Das Zeltdach ist eine relativ seltene Dachform, da es praktisch nur auf einem quadratischen oder annähernd quadratischen Grundriss errichtet werden kann. Bei dieser Dachform ist die Symmetrie nach allen Seiten das beherrschende Element: klare und bestimmende Formen und Linien, die in einem Firstpunkt enden. Es besteht aus mindestens drei gegeneinander geneigten Dachflächen, die in einem Firstpunkt zusammenlaufen. Neben der optisch ansprechenden Form für das Gesamtbild des Hauses, besticht die Dachform auch mit Vorteilen für den Innenraum: in jeder Etage können Fenster eingebaut werden und sorgen für Licht in jedem Zimmer mit angenehmen Raumklima.

Walmdach

Das Walmdach gehört zu den ältesten Dachformen. Es unterstreicht die Schutzfunktionen des Daches und gibt dem Haus ein repräsentatives Aussehen. Mit Gauben können die Akzente des Walmdaches unterstrichen werden. Als Walmdach bezeichnet man eine Dachform, die an allen vier Seiten des Hauses eine Dachfläche aufweist. Walmdächer sind daher größtenteils in Regionen zu finden, in denen ein erhöhter Schutzbedarf vor Wind und Wetter gefragt ist.

Krüppelwalmdach

Auch das Krüppelwalmdach hat eine lange historische Tradition und gilt als eine Variante des Walmdaches.
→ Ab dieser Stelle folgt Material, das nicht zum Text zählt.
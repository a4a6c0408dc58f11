use std::sync::Arc;

use tracing::{debug, debug_span, error, info, instrument, warn};

use crate::depth_pipeline::common::{DepthMap, Frame, Result};
use crate::depth_pipeline::conversion::control::{Control, PipelineHandle, PipelineState};
use crate::depth_pipeline::conversion::timing::{StageTimings, Timer};
use crate::depth_pipeline::estimator::DepthEstimator;
use crate::depth_pipeline::processors::{Postprocessor, Preprocessor};
use crate::depth_pipeline::sink::FrameSink;
use crate::depth_pipeline::source::FrameSource;

/// How a successful run ended.
#[derive(Debug, Clone, Copy, PartialEq, Eq)]
pub enum RunOutcome {
    /// The source ran out of frames.
    Completed,
    /// `stop()` was honoured at a frame boundary.
    Stopped,
    /// An external abort was honoured at a frame boundary.
    Interrupted,
}

#[derive(Debug, Clone)]
pub struct RunReport {
    pub frames_processed: u64,
    pub outcome: RunOutcome,
    pub timings: StageTimings,
}

/// Source -> preprocessors -> depth estimator -> postprocessors -> sinks.
///
/// `start` is single-shot: it runs the loop on the calling thread and the
/// pipeline ends up `Stopped` whatever the result. Control from other threads
/// goes through [`PipelineHandle`].
pub struct DepthPipeline<S: FrameSource, E: DepthEstimator> {
    source: S,
    estimator: E,
    sinks: Vec<Box<dyn FrameSink>>,
    control: Arc<Control>,
}

impl<S: FrameSource, E: DepthEstimator> DepthPipeline<S, E> {
    pub fn new(source: S, estimator: E) -> Self {
        let control = Arc::new(Control::new(source.seeker()));
        Self {
            source,
            estimator,
            sinks: Vec::new(),
            control,
        }
    }

    pub fn with_sink(mut self, sink: Box<dyn FrameSink>) -> Self {
        self.add_sink(sink);
        self
    }

    pub fn with_preprocessor(self, processor: Arc<dyn Preprocessor>) -> Self {
        self.control.preprocessors.push(processor);
        self
    }

    pub fn with_postprocessor(self, processor: Arc<dyn Postprocessor>) -> Self {
        self.control.postprocessors.push(processor);
        self
    }

    /// Sinks receive pairs in registration order.
    pub fn add_sink(&mut self, sink: Box<dyn FrameSink>) {
        self.sinks.push(sink);
    }

    pub fn handle(&self) -> PipelineHandle {
        PipelineHandle::new(Arc::clone(&self.control))
    }

    pub fn state(&self) -> PipelineState {
        self.control.state()
    }

    pub fn stop(&self) {
        self.handle().stop();
    }

    pub fn source(&self) -> &S {
        &self.source
    }

    /// Runs the pipeline to the end of the stream or until stopped.
    ///
    /// The source and every sink are closed exactly once before this returns,
    /// including when a stage fails. A stage error takes precedence over a
    /// close error.
    #[instrument(skip(self), fields(source = self.source.name(), sinks = self.sinks.len()))]
    pub fn start(&mut self) -> Result<RunReport> {
        self.control.begin()?;
        info!(estimator = self.estimator.name(), "Pipeline started");

        let result = self.run();
        let cleanup = self.close_all();
        self.control.finish();

        match (result, cleanup) {
            (Ok(report), Ok(())) => {
                info!(
                    frames = report.frames_processed,
                    outcome = ?report.outcome,
                    "Pipeline finished in {:.3}ms",
                    report.timings.total_duration().as_secs_f64() * 1000.0
                );
                report.timings.log_summary();
                Ok(report)
            }
            (Ok(_), Err(e)) => {
                error!("Pipeline cleanup failed: {}", e);
                Err(e)
            }
            (Err(e), cleanup) => {
                if let Err(close_err) = cleanup {
                    warn!("Cleanup after failure also failed: {}", close_err);
                }
                error!("Pipeline failed: {}", e);
                Err(e)
            }
        }
    }

    fn run(&mut self) -> Result<RunReport> {
        let Self {
            source,
            estimator,
            sinks,
            control,
        } = self;

        let params = source.prepare()?;
        debug!(?params, "Source ready");
        for sink in sinks.iter_mut() {
            sink.prepare(&params)?;
        }
        for processor in control.preprocessors.snapshot().iter() {
            processor.reset();
        }
        for processor in control.postprocessors.snapshot().iter() {
            processor.reset();
        }

        let mut timings = StageTimings::new();
        let mut frames_processed = 0u64;
        let mut frames = source.frames();

        let outcome = loop {
            if control.stop_requested() {
                break if control.interrupted() {
                    RunOutcome::Interrupted
                } else {
                    RunOutcome::Stopped
                };
            }

            let timer = Timer::start("read");
            let Some(frame) = frames.next() else {
                break RunOutcome::Completed;
            };
            timings.record(timer);

            let _span = debug_span!("frame", index = frames_processed).entered();
            let (frame, depth) = process_frame(frame, estimator, control, &mut timings)?;

            let timer = Timer::start("write");
            for sink in sinks.iter_mut() {
                sink.write(&frame, &depth)?;
            }
            timings.record(timer);
            frames_processed += 1;
        };

        Ok(RunReport {
            frames_processed,
            outcome,
            timings,
        })
    }

    /// Closes the source, then every sink in registration order. All of them
    /// are closed even if one fails; the first failure is returned.
    fn close_all(&mut self) -> Result<()> {
        let mut first_err = None;
        if let Err(e) = self.source.close() {
            warn!(source = self.source.name(), "Closing source failed: {}", e);
            first_err = Some(e);
        }
        for sink in self.sinks.iter_mut() {
            if let Err(e) = sink.close() {
                warn!(sink = sink.name(), "Closing sink failed: {}", e);
                first_err.get_or_insert(e);
            }
        }
        match first_err {
            Some(e) => Err(e),
            None => Ok(()),
        }
    }
}

/// One frame through both chains and the estimator. Each chain is read once,
/// so a concurrent replacement applies from the next frame on.
fn process_frame<E: DepthEstimator>(
    frame: Frame,
    estimator: &mut E,
    control: &Control,
    timings: &mut StageTimings,
) -> Result<(Frame, DepthMap)> {
    let preprocessors = control.preprocessors.snapshot();
    let postprocessors = control.postprocessors.snapshot();

    let timer = Timer::start("preprocess");
    let mut frame = frame;
    for processor in preprocessors.iter() {
        frame = processor.process(frame)?;
    }
    timings.record(timer);

    let timer = Timer::start("estimate");
    let mut depth = estimator.estimate(&frame)?;
    depth.ensure_matches(&frame)?;
    timings.record(timer);

    let timer = Timer::start("postprocess");
    for processor in postprocessors.iter() {
        (frame, depth) = processor.process(frame, depth)?;
        depth.ensure_matches(&frame)?;
    }
    timings.record(timer);

    Ok((frame, depth))
}
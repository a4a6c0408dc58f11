//! Depth map and anaglyph video pipeline
//!
//! Frames are pulled from a source, turned into depth maps by an estimator,
//! optionally transformed (stereo synthesis, temporal stabilisation, depth
//! blur) and handed to one or more sinks.

pub mod common;
pub mod source;
pub mod estimator;
pub mod processors;
pub mod sink;
pub mod conversion;

pub use common::{ChannelOrder, DepthError, DepthMap, Frame, MediaParams, Result};

pub use source::{
    CameraConfig,
    CameraSource,
    FrameSource,
    ImageDirSource,
    Seekable,
    VideoFileSource,
};

pub use estimator::{
    BackendKind,
    DepthEstimator,
    LumaDepthEstimator,
    ModelConfig,
    ModelKind,
    load_estimator,
};

pub use processors::{
    DepthBlur,
    Postprocessor,
    Preprocessor,
    ShiftDirection,
    StabilizerConfig,
    StereoConfig,
    StereoSynthesizer,
    TemporalStabilizer,
};

pub use sink::{
    CallbackSink,
    FrameSink,
    ImageDirSink,
    ImageFormat,
    ImageSinkConfig,
    ScreenSink,
    SinkContent,
    TiffCompression,
    VideoFileSink,
};

pub use conversion::{
    DepthPipeline,
    PipelineHandle,
    PipelineState,
    RunOutcome,
    RunReport,
};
Das Krüppelwalmdach bietet eine interessante, eigenständige Optik. Diese Dachform wird gern dort gewählt, wo Giebel vor rauer Witterung geschützt werden müssen. Durch die Fenster am Giebel oder durch zusätzliche Gauben ist eine gute Belichtung im Obergeschoss gewährleistet. Durch diese besondere Dachform entstehen im Inneren großzügige und helle Räume. In der unteren und deutlich steileren Hälfte des Daches können Dach- oder Gaubenfenster eingelassen werden. Sie sichern die größtmögliche Ausnutzung der Dachfläche.

Mansardendach

Diese Dachform ermöglicht es, ein Vollgeschoss unter einem Mansarddach auszubauen. Ursprünglich stammt das Mansarddach aus der Barockzeit und verleiht Gebäuden ein edles Aussehen. Dabei handelt es sich um ein zweigeteiltes Satteldach, das unterschiedliche Neigungen aufweist. Auch hier entstehen im Inneren großzügige und helle Räume. Wie beim Krüppelwalmdach können in der unteren Hälfte des Daches Dach- oder Gaubenfenster eingelassen werden.

Flachdach

Ein Flachdach besitzt keine beziehungsweise nur eine geringe Dachneigung. In der Definition unterscheiden sich die Bundesländer geringfügig voneinander. Flachdächer müssen abgedichtet werden, da sich Wasser auf dem Dach ansammeln kann. Sie werden in der Regel mit Bitumenbahnen, Kunststoffbahnen oder Flüssigabdichtungen abgedichtet. Flachdächer haben viele Vorzüge, da die Dachfläche vielfältig genutzt werden kann: als Terrasse, Garten, Parkdeck oder auch zur Belichtung der innen liegenden Räume. Alternativ kommt bisweilen auch eine Dachdeckung aus Metall zum Einsatz.